Each line in the records below that has the word "flight" should be copied.

★ ★ ★ ★

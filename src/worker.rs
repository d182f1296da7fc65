//! The sync worker.
//!
//! A single task drains the event queue and syncs one event at a time, so
//! two events never write the same organization's rulesets concurrently.
//! Shutdown cancels the in-flight sync: its pending GitHub call returns
//! `Cancelled` and the worker stops without taking further events.

use tokio::sync::mpsc;
use tokio_util::sync::CancellationToken;
use tracing::{debug, error, info, warn};

use crate::auth::InstallationBroker;
use crate::pipeline::Pipeline;
use crate::webhooks::RulesetEvent;

/// Capacity of the queue between the webhook handler and the worker.
pub const QUEUE_CAPACITY: usize = 64;

/// Creates the event queue.
///
/// The sender goes to the webhook server, which uses `try_send` and answers
/// 503 when the queue is full. The receiver goes to [`SyncWorker::new`].
pub fn event_queue() -> (mpsc::Sender<RulesetEvent>, mpsc::Receiver<RulesetEvent>) {
    mpsc::channel(QUEUE_CAPACITY)
}

/// Drains queued events through a pipeline.
///
/// Owns the receiving end of the queue. Each event gets a child of the
/// shutdown token, so cancelling shutdown cancels the in-flight sync too.
///
/// ```ignore
/// let (tx, rx) = event_queue();
/// let worker = tokio::spawn(SyncWorker::new(pipeline, rx, shutdown.clone()).run());
/// // hand `tx` to the webhook server
/// ```
pub struct SyncWorker<B> {
    pipeline: Pipeline<B>,
    rx: mpsc::Receiver<RulesetEvent>,
    shutdown: CancellationToken,
}

impl<B> SyncWorker<B>
where
    B: InstallationBroker + Sync,
    B::Client: Sync,
{
    /// Creates a worker; nothing runs until [`run`](Self::run) is awaited.
    pub fn new(
        pipeline: Pipeline<B>,
        rx: mpsc::Receiver<RulesetEvent>,
        shutdown: CancellationToken,
    ) -> Self {
        SyncWorker {
            pipeline,
            rx,
            shutdown,
        }
    }

    /// Runs until shutdown is requested or every sender is dropped.
    pub async fn run(mut self) {
        info!(dir = %self.pipeline.store().dir().display(), "Sync worker started");

        loop {
            tokio::select! {
                biased;

                _ = self.shutdown.cancelled() => {
                    info!("Shutdown signal received, stopping sync worker");
                    break;
                }

                event = self.rx.recv() => {
                    match event {
                        Some(event) => self.handle(event).await,
                        None => {
                            debug!("Event queue closed, stopping sync worker");
                            break;
                        }
                    }
                }
            }
        }
    }

    async fn handle(&self, event: RulesetEvent) {
        let cancel = self.shutdown.child_token();

        match self.pipeline.sync_event(&event, &cancel).await {
            Ok(report) if report.is_success() => {
                debug!(applied = report.applied.len(), "Event synced");
            }
            Ok(report) => {
                warn!(
                    org = %event.organization,
                    ruleset = %event.ruleset.name,
                    failed = report.failed.len(),
                    applied = report.applied.len(),
                    "Event synced with failures"
                );
            }
            Err(e) if e.is_cancelled() => {
                info!(org = %event.organization, ruleset = %event.ruleset.name, "Sync cancelled");
            }
            Err(e) => {
                error!(
                    org = %event.organization,
                    ruleset = %event.ruleset.name,
                    error = %e,
                    "Sync failed"
                );
            }
        }
    }
}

★ ★ ★ ★

#### Solution below
//! Shutdown cancels the in-flight sync: its pending GitHub call returns
/// shutdown token, so cancelling shutdown cancels the in-flight sync too.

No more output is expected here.